Records for processing section start
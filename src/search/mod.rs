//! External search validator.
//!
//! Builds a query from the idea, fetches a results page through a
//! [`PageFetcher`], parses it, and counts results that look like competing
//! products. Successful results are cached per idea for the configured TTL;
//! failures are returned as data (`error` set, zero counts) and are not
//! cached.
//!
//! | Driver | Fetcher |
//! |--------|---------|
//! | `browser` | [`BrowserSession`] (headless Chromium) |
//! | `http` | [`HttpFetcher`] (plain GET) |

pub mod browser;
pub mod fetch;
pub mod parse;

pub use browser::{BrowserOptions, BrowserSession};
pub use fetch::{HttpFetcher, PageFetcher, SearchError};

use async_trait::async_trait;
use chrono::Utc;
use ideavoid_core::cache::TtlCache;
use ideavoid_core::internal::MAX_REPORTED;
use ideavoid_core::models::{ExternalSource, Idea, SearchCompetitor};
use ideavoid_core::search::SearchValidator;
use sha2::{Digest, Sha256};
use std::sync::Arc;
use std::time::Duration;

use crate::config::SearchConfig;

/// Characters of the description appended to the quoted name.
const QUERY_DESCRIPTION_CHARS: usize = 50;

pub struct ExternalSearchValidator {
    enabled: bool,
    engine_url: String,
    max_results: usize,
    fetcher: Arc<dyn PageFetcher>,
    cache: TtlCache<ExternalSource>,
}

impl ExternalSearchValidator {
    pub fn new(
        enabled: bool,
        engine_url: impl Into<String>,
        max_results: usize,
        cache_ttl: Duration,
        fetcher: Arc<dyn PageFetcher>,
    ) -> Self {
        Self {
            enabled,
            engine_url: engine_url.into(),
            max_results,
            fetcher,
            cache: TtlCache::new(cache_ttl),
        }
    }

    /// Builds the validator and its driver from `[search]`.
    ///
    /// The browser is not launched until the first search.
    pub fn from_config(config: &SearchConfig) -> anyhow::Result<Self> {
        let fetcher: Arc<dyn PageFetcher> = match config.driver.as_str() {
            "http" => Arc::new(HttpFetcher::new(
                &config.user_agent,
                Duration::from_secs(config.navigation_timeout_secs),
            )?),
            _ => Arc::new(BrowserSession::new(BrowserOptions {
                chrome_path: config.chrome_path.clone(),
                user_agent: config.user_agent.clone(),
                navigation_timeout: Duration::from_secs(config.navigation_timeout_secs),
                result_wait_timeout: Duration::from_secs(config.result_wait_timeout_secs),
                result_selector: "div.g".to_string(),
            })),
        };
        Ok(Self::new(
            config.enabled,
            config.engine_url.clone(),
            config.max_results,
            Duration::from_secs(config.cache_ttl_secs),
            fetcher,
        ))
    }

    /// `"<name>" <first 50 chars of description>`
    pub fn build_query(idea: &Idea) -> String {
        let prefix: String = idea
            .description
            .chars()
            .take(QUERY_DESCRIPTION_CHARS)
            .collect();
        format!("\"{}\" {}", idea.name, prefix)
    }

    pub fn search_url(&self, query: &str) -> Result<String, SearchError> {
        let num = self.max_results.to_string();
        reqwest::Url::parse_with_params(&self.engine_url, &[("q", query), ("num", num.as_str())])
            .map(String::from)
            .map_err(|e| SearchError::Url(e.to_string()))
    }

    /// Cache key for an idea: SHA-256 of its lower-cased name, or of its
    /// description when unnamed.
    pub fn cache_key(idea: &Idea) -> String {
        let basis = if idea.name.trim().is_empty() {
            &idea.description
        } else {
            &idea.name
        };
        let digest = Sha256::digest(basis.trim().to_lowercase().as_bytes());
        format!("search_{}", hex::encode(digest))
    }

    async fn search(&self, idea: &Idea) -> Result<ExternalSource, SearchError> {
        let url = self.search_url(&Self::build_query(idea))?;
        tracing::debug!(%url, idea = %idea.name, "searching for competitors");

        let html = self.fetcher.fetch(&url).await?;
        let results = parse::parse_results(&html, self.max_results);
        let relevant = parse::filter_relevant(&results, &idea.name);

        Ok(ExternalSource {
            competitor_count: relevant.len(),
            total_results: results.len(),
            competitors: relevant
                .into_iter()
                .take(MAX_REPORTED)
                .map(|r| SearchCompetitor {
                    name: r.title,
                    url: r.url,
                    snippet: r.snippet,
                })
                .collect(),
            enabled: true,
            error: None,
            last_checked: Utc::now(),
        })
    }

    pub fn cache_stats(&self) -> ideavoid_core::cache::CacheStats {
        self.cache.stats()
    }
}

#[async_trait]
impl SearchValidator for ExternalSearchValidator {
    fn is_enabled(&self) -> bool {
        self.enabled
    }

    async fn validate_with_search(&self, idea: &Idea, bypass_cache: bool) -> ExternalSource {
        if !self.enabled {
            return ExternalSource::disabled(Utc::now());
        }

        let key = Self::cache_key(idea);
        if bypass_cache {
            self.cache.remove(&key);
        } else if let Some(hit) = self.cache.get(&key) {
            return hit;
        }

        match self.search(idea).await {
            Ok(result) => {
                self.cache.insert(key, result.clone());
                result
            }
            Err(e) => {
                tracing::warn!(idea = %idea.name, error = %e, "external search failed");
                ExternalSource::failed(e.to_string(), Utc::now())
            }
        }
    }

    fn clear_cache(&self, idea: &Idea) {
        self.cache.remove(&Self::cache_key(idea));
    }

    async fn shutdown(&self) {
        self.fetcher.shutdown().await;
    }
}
Records for processing section end
Records for processing section start
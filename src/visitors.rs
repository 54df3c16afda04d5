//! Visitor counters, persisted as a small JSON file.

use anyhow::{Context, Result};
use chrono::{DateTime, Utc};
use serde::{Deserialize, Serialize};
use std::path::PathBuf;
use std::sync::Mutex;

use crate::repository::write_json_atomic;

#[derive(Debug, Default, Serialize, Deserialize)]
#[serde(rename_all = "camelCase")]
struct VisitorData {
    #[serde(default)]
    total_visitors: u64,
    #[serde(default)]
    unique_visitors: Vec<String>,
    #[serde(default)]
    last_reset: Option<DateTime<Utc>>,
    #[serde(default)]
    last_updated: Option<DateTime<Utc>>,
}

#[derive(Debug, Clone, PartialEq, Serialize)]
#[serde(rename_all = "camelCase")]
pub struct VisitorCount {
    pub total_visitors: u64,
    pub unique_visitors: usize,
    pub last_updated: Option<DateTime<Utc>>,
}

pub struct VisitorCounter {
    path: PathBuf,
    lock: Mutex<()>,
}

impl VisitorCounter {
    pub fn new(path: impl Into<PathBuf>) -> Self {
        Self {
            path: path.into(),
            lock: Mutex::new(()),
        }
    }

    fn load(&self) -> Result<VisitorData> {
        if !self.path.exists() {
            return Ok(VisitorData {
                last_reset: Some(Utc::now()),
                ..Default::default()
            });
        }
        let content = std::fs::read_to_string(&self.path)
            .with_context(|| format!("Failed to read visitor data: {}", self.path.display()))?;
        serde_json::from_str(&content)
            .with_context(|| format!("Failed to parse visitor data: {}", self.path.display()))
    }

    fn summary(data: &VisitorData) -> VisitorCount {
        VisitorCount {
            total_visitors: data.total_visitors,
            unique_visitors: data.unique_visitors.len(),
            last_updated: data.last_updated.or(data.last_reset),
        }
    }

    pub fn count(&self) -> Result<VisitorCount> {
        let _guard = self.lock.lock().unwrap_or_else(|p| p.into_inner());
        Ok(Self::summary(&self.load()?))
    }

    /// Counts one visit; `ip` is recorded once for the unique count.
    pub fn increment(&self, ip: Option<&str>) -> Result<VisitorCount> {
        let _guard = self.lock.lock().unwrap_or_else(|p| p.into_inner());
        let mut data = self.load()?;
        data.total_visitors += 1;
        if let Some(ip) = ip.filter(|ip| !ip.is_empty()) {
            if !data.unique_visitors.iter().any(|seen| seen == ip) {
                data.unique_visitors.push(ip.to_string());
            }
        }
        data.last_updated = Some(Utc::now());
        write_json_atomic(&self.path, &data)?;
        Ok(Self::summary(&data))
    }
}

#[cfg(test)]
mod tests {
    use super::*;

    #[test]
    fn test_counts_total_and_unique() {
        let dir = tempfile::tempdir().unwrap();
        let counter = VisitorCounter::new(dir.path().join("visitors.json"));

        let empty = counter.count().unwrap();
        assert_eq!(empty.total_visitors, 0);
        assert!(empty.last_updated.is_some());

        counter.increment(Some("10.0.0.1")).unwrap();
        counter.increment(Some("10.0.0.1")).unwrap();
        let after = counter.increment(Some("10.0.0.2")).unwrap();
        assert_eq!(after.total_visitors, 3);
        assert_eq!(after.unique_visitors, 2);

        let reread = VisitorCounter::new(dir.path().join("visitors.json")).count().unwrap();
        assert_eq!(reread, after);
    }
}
Records for processing section end
> **Work instruction**: Among the entries above, copy exactly only the lines starting with the one containing "filename src/search/mod.rs" and going through the one containing "const QUERY_DESCRIPTION_CHARS: usize = 50;", both ends included.

> **Answer box**:
filename src/search/mod.rs
//! External search validator.
//!
//! Builds a query from the idea, fetches a results page through a
//! [`PageFetcher`], parses it, and counts results that look like competing
//! products. Successful results are cached per idea for the configured TTL;
//! failures are returned as data (`error` set, zero counts) and are not
//! cached.
//!
//! | Driver | Fetcher |
//! |--------|---------|
//! | `browser` | [`BrowserSession`] (headless Chromium) |
//! | `http` | [`HttpFetcher`] (plain GET) |

pub mod browser;
pub mod fetch;
pub mod parse;

pub use browser::{BrowserOptions, BrowserSession};
pub use fetch::{HttpFetcher, PageFetcher, SearchError};

use async_trait::async_trait;
use chrono::Utc;
use ideavoid_core::cache::TtlCache;
use ideavoid_core::internal::MAX_REPORTED;
use ideavoid_core::models::{ExternalSource, Idea, SearchCompetitor};
use ideavoid_core::search::SearchValidator;
use sha2::{Digest, Sha256};
use std::sync::Arc;
use std::time::Duration;

use crate::config::SearchConfig;

/// Characters of the description appended to the quoted name.
const QUERY_DESCRIPTION_CHARS: usize = 50;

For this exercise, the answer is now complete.